Crise da fabricante da Barbie aponta para mudança de estereótipo
Amanda Milléo, com informações Infomoney
07/03/2019 17:00
Queda nas ações da fabricante das bonecas Barbie poderia ser mais que reflexo de uma crise econômica? (Foto: Pixabay)
As ações da fabricante de brinquedos Mattel, sendo os mais conhecidos as bonecas Barbie, tiveram a pior queda dos últimos 20 anos, em meados de fevereiro. A redução foi vista depois de a empresa anunciar ao mercado que esperava vendas mais baixas, e uma margem de lucro menor, para 2019. Mas talvez a redução na procura pelos brinquedos possa significar algo mais comportamental do que algo fruto de um reflexo puramente econômico.
Embora a empresa tenha investido em modelos diferentes da boneca nos últimos anos, visando uma diversidade na forma como as mulheres são representadas, ainda é muito comum associarmos a Barbie a um estereótipo de beleza única: a mulher alta, magra, branca e loira.
Esse modelo é inalcançável — e nem mais desejado — por uma boa parte das meninas. Atualmente, também, está cada vez mais presente nas famílias o discurso de que a mulher é linda da forma que ela for.
“O papel da mulher mudou muito, e a Barbie não acompanhou. A Barbie é uma boneca ainda muito passiva na sociedade. Embora tenham aquelas que são médicas e professoras, a maior parte ainda representa uma mulher dependente. Ela também representa uma pessoa baseada nas aparências. Quantas mulheres no Brasil são altas, loiras, bem vestidas, maquiadas e magras? Uma minoria. A criança não se vê representada assim”, explica Tatiany Honório Porto Aoki, psicóloga clínica e professora do curso de Psicologia da PUCPR.
Incluir bonecas mais representativas nos quartos das crianças pode ser parte da solução — mas a medida não deve ser isolada. A maneira como os pais apresentam os brinquedos aos filhos também afeta a forma como eles irão interpretar o mundo ao redor.
Pode não parecer, mas entre falar que a boneca é “linda” e ressaltar o quanto ela é “inteligente” há um abismo na compreensão de mundo dos filhos.
“A primeira sociedade que a criança conhece é a família. O que os pais valorizam? A beleza da boneca ou o fato de ela ser inteligente e ter alcançado um feito único? De uma forma ou de outra, isso mostra para as crianças o que é valorizado, o que é importante. O que os pais valorizam será o que ela irá se preocupar no futuro”, reforça Tatiany Aoki, psicóloga.

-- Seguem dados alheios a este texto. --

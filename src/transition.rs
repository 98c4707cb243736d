//! Sequential fade: the outgoing slot fades to black, the incoming one fades in.

use std::time::{Duration, Instant};

#[derive(Debug, Clone, Copy, PartialEq, Eq)]
pub enum FadePhase {
    FadeOut,
    Swap, // First step after the outgoing half finished
    FadeIn,
}

/// Where a transition stands at one instant.
#[derive(Debug, Clone, Copy, PartialEq)]
pub struct FadeState {
    pub phase: FadePhase,
    pub progress: f32,
    pub started: Instant,
}

/// What to put on screen for one step of a transition.
#[derive(Debug, Clone, PartialEq)]
pub struct FadeStep<T> {
    pub state: FadeState,
    /// `None` shows black.
    pub showing: Option<T>,
    pub opacity: f32,
    pub done: bool,
}

/// Linear ramp of `elapsed` over `span`, clamped to `[0, 1]`. A zero-length
/// span is already complete.
pub fn ramp(elapsed: Duration, span: Duration) -> f32 {
    if span.is_zero() {
        return 1.0;
    }
    (elapsed.as_secs_f32() / span.as_secs_f32()).clamp(0.0, 1.0)
}

/// A single in-flight fade between two optional slots. `None` is the blank
/// screen; fading from or to blank skips the black half.
#[derive(Debug, Clone)]
pub struct Transition<T> {
    from: Option<T>,
    to: Option<T>,
    fade_out: Duration,
    fade_in: Duration,
    fade_in_full: Duration,
    started: Instant,
    swapped: bool,
}

impl<T: Clone> Transition<T> {
    pub fn new(from: Option<T>, to: Option<T>, fade_out: Duration, fade_in: Duration, now: Instant) -> Self {
        Self {
            fade_out: if from.is_some() { fade_out } else { Duration::ZERO },
            fade_in: if to.is_some() { fade_in } else { Duration::ZERO },
            fade_in_full: fade_in,
            from,
            to,
            started: now,
            swapped: false,
        }
    }

    pub fn target(&self) -> Option<&T> {
        self.to.as_ref()
    }

    /// Instant after which only the terminal slot is shown.
    pub fn deadline(&self) -> Instant {
        self.started + self.fade_out + self.fade_in
    }

    pub fn state(&self, now: Instant) -> FadeState {
        let elapsed = now.saturating_duration_since(self.started);
        if elapsed < self.fade_out {
            FadeState {
                phase: FadePhase::FadeOut,
                progress: ramp(elapsed, self.fade_out),
                started: self.started,
            }
        } else {
            FadeState {
                phase: if self.swapped { FadePhase::FadeIn } else { FadePhase::Swap },
                progress: ramp(elapsed - self.fade_out, self.fade_in),
                started: self.started,
            }
        }
    }

    /// Opacity and slot for `now`. Past the deadline the target is shown at
    /// full opacity and the step is `done`, however late the call comes.
    pub fn step(&mut self, now: Instant) -> FadeStep<T> {
        let state = self.state(now);
        if now >= self.deadline() {
            self.swapped = true;
            return FadeStep {
                state: FadeState {
                    phase: FadePhase::FadeIn,
                    progress: 1.0,
                    started: self.started,
                },
                showing: self.to.clone(),
                opacity: 1.0,
                done: true,
            };
        }
        match state.phase {
            FadePhase::FadeOut => FadeStep {
                state,
                showing: self.from.clone(),
                opacity: 1.0 - state.progress,
                done: false,
            },
            FadePhase::Swap | FadePhase::FadeIn => {
                self.swapped = true;
                FadeStep {
                    state,
                    showing: self.to.clone(),
                    opacity: state.progress,
                    done: false,
                }
            }
        }
    }

    /// Point the transition at a new target without starting a second fade.
    /// While fading out only the target changes; while fading in the
    /// half-shown slot fades back out from its current opacity.
    pub fn retarget(&mut self, to: Option<T>, now: Instant) {
        let state = self.state(now);
        if state.phase == FadePhase::FadeOut {
            self.fade_in = if to.is_some() { self.fade_in_full } else { Duration::ZERO };
            self.to = to;
            return;
        }

        let opacity = if now >= self.deadline() { 1.0 } else { state.progress };
        let from = self.to.take();
        let fade_out = if from.is_some() { self.fade_in_full } else { Duration::ZERO };
        let already_out = fade_out.mul_f32(1.0 - opacity);
        *self = Transition::new(from, to, fade_out, self.fade_in_full, now);
        self.started = now.checked_sub(already_out).unwrap_or(now);
    }

    /// Abandon the fade and return the slot it was heading to.
    pub fn abort(self) -> Option<T> {
        self.to
    }
}

#[cfg(test)]
mod tests {
    use super::*;

    fn ms(n: u64) -> Duration {
        Duration::from_millis(n)
    }

    #[test]
    fn test_ramp_clamps() {
        assert_eq!(ramp(ms(0), ms(500)), 0.0);
        assert_eq!(ramp(ms(250), ms(500)), 0.5);
        assert_eq!(ramp(ms(900), ms(500)), 1.0);
        assert_eq!(ramp(ms(0), Duration::ZERO), 1.0);
    }

    #[test]
    fn test_sequential_fade() {
        let t0 = Instant::now();
        let mut t = Transition::new(Some('a'), Some('b'), ms(500), ms(500), t0);

        let step = t.step(t0 + ms(250));
        assert_eq!(step.state.phase, FadePhase::FadeOut);
        assert_eq!(step.showing, Some('a'));
        assert!((step.opacity - 0.5).abs() < 1e-4);

        let step = t.step(t0 + ms(500));
        assert_eq!(step.state.phase, FadePhase::Swap);
        assert_eq!(step.showing, Some('b'));
        assert!(step.opacity.abs() < 1e-4);

        let step = t.step(t0 + ms(750));
        assert_eq!(step.state.phase, FadePhase::FadeIn);
        assert!((step.opacity - 0.5).abs() < 1e-4);
        assert!(!step.done);

        let step = t.step(t0 + ms(1000));
        assert!(step.done);
        assert_eq!(step.opacity, 1.0);
    }

    #[test]
    fn test_late_step_lands_on_terminal_frame() {
        let t0 = Instant::now();
        let mut t = Transition::new(Some('a'), Some('b'), ms(500), ms(500), t0);
        let step = t.step(t0 + Duration::from_secs(30));
        assert!(step.done);
        assert_eq!(step.showing, Some('b'));
        assert_eq!(step.opacity, 1.0);
    }

    #[test]
    fn test_blank_ends_skip_black_half() {
        let t0 = Instant::now();
        let t = Transition::new(None, Some('b'), ms(500), ms(500), t0);
        assert_eq!(t.deadline(), t0 + ms(500));
        assert_eq!(t.state(t0).phase, FadePhase::Swap);

        let t = Transition::<char>::new(Some('a'), None, ms(2000), ms(500), t0);
        assert_eq!(t.deadline(), t0 + ms(2000));
    }

    #[test]
    fn test_retarget_during_fade_out_keeps_timing() {
        let t0 = Instant::now();
        let mut t = Transition::new(Some('a'), Some('b'), ms(500), ms(500), t0);
        t.retarget(Some('c'), t0 + ms(100));
        assert_eq!(t.target(), Some(&'c'));
        assert_eq!(t.deadline(), t0 + ms(1000));
    }

    #[test]
    fn test_retarget_during_fade_in_fades_back_out() {
        let t0 = Instant::now();
        let mut t = Transition::new(Some('a'), Some('b'), ms(500), ms(500), t0);
        let now = t0 + ms(750);
        t.step(now);
        t.retarget(Some('c'), now);

        // 'b' was at half opacity; it continues from there towards black.
        let step = t.step(now);
        assert_eq!(step.showing, Some('b'));
        assert!((step.opacity - 0.5).abs() < 1e-3);
        let step = t.step(now + ms(250));
        assert_eq!(step.showing, Some('c'));
        assert!(t.step(now + ms(750)).done);
    }

    #[test]
    fn test_abort_returns_target() {
        let t = Transition::new(Some('a'), Some('b'), ms(500), ms(500), Instant::now());
        assert_eq!(t.abort(), Some('b'));
    }
}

Uma vez recebido esse discurso positivo na infância, a criança cresce com a percepção de que há possibilidades de ser reconhecida por outros por motivos que vão além da própria beleza.
“As exigências sobre a aparência física estão presentes, não tem como ignorar. Mas a criança entende que há algo além, que ela pode investir nisso, caso não se encaixe nesse estereótipo. O impacto na autoestima dessa pessoa é visível: ‘eu não me encaixo, mas sou valorizada porque eu estudo, eu corro atrás, eu tenho um ideal de profissão'”, afirma a psicóloga.
Adultos, os culpados
Os objetos de consumo das crianças são criados com base no mundo dos adultos. Crianças que brincam com galhos, como se fossem espadas, hoje têm armas muito parecidas às reais para tornarem as brincadeiras mais realistas.
“É uma retroalimentação. O consumo na criança é criado por nós, adultos. Essa mulher, que na infância almejava ser a Claudia Schiffer [modelo alemã], hoje é aquela que se submete a dietas. Hoje temos uma variedade de princesas representativas, e isso reflete na criança que também se vê como bonita, mesmo não tendo o cabelo liso, nem sendo magra”, explica Cláudia Cibele Bitdinger Cobalchini, psicóloga, mestre em Psicologia da Infância e Adolescência, professora do curso de Psicologia da Universidade Positivo.
Do lado positivo, além dos brinquedos mais representativos, também cresce as linhas de itens que valorizam mais a infância e menos a adultização. “A Barbie é uma mulher. Ela tem seio, tem namorado, tem uma casa. As crianças brincam numa perspectiva adulta e não de criança”, reforça Cobalchini.